When considering a diet for gout there are many things to consider. Normally, tomatoes are considered one of the healthiest of vegetables (more correctly a fruit) but when it comes to gout they do not suit everyone.

The problem with tomatoes for the gout sufferer is their low pH and this makes them a potentially one of the gout trigger foods.  And to complicate matters more the pH of tomatoes varies depending on the variety of tomato and how it has been processed.

So the approximate pH value of variously processed tomatoes is;

  • vine ripened 4.42 – 4.65
  • canned 3.5 – 4.70
  • juice 4.10 – 4.60
  • paste 3.50 – 4.70
  • puree 4.30 – 4.47
  • strained 4.32 – 4.58
  • cream of tomato soup 4.62

You can see that canned tomatoes can vary from one of the most acidic ways of eating them to one of the better ways (in case you needed any more encouragement to read the labels on cans.)  But all of the different processing methods still leave the tomato with a pH of under 5 which is not usually good for a person who suffers from gout.

Different varieties of tomato also vary in pH level.  Cherry tomatoes are the most acidic with a pH of 4.0, Beefsteak 4.6, Roma and Vita Gold 5.1, and Super Marzano  coming in at the most alkaline at 5.2.

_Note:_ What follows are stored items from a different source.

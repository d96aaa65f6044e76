//! Auth service - sign in, sign out, and identity checks.

use std::sync::Arc;

use crate::domain::User;
use crate::ports::{AuthProvider, CoreError};

/// Service wrapping the [`AuthProvider`] port.
pub struct AuthService {
    provider: Arc<dyn AuthProvider>,
}

impl AuthService {
    /// Create a new auth service.
    pub fn new(provider: Arc<dyn AuthProvider>) -> Self {
        Self { provider }
    }

    /// The signed-in user, if any.
    pub async fn current_user(&self) -> Result<Option<User>, CoreError> {
        Ok(self.provider.current_user().await?)
    }

    /// The signed-in user, or `CoreError::Unauthenticated`.
    pub async fn require_user(&self) -> Result<User, CoreError> {
        self.current_user().await?.ok_or(CoreError::Unauthenticated)
    }

    /// Sign in with an email address and optional display name.
    pub async fn sign_in(
        &self,
        email: &str,
        display_name: Option<&str>,
    ) -> Result<User, CoreError> {
        let email = email.trim();
        if email.is_empty() || !email.contains('@') {
            return Err(CoreError::Validation(format!(
                "'{email}' is not a valid email address"
            )));
        }
        let display_name = display_name.map(str::trim).filter(|n| !n.is_empty());
        let user = self.provider.sign_in(email, display_name).await?;
        tracing::info!(user = %user.email, "Signed in");
        Ok(user)
    }

    /// Sign out. A no-op when nobody is signed in.
    pub async fn sign_out(&self) -> Result<(), CoreError> {
        self.provider.sign_out().await?;
        Ok(())
    }
}

#[cfg(test)]
mod tests {
    use super::*;
    use crate::ports::RepositoryError;
    use async_trait::async_trait;
    use chrono::Utc;
    use std::sync::Mutex;
    use uuid::Uuid;

    struct MemoryAuth {
        current: Mutex<Option<User>>,
    }

    #[async_trait]
    impl AuthProvider for MemoryAuth {
        async fn current_user(&self) -> Result<Option<User>, RepositoryError> {
            Ok(self.current.lock().unwrap().clone())
        }

        async fn sign_in(
            &self,
            email: &str,
            display_name: Option<&str>,
        ) -> Result<User, RepositoryError> {
            let user = User {
                id: Uuid::new_v4(),
                email: email.to_string(),
                display_name: display_name.map(ToString::to_string),
                created_at: Utc::now(),
            };
            *self.current.lock().unwrap() = Some(user.clone());
            Ok(user)
        }

        async fn sign_out(&self) -> Result<(), RepositoryError> {
            *self.current.lock().unwrap() = None;
            Ok(())
        }
    }

    fn service() -> AuthService {
        AuthService::new(Arc::new(MemoryAuth {
            current: Mutex::new(None),
        }))
    }

    #[tokio::test]
    async fn test_require_user_when_signed_out() {
        let service = service();
        assert!(matches!(
            service.require_user().await,
            Err(CoreError::Unauthenticated)
        ));
    }

    #[tokio::test]
    async fn test_sign_in_validates_email() {
        let service = service();
        assert!(matches!(
            service.sign_in("not-an-email", None).await,
            Err(CoreError::Validation(_))
        ));
        assert!(matches!(
            service.sign_in("   ", None).await,
            Err(CoreError::Validation(_))
        ));
    }

    #[tokio::test]
    async fn test_sign_in_then_out() {
        let service = service();
        let user = service
            .sign_in(" learner@example.com ", Some("  "))
            .await
            .unwrap();
        assert_eq!(user.email, "learner@example.com");
        assert_eq!(user.display_name, None);
        assert_eq!(service.require_user().await.unwrap().id, user.id);

        service.sign_out().await.unwrap();
        service.sign_out().await.unwrap();
        assert!(service.current_user().await.unwrap().is_none());
    }
}
//! Prompt sent to the model for each word.

/// The instruction asking for one short practice sentence using `word`.
pub fn sentence_prompt(word: &str) -> String {
    format!(
        "Generate a simple, clear sentence using the word \"{word}\". The sentence should be:\n\
         - Easy to understand\n\
         - Appropriate for pronunciation practice\n\
         - Use the word in a natural context\n\
         - Keep it under 15 words\n\
         - Make it suitable for English learners\n\
         \n\
         Return only the sentence, nothing else."
    )
}

#[cfg(test)]
mod tests {
    use super::*;

    #[test]
    fn test_prompt_quotes_word() {
        let prompt = sentence_prompt("serendipity");
        assert!(prompt.contains("\"serendipity\""));
        assert!(prompt.contains("under 15 words"));
        assert!(prompt.ends_with("Return only the sentence, nothing else."));
    }
}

You can see from those values that if you really want to eat tomatoes that a vine ripened Super Marzano will be the least likely to trigger a gout attack and canned Cherry tomatoes would be your likeliest culprit and the least suitable in a diet for gout.

And possibly the biggest deciding factor is your own body.  What triggers gout in one person does not necessarily do it to someone else.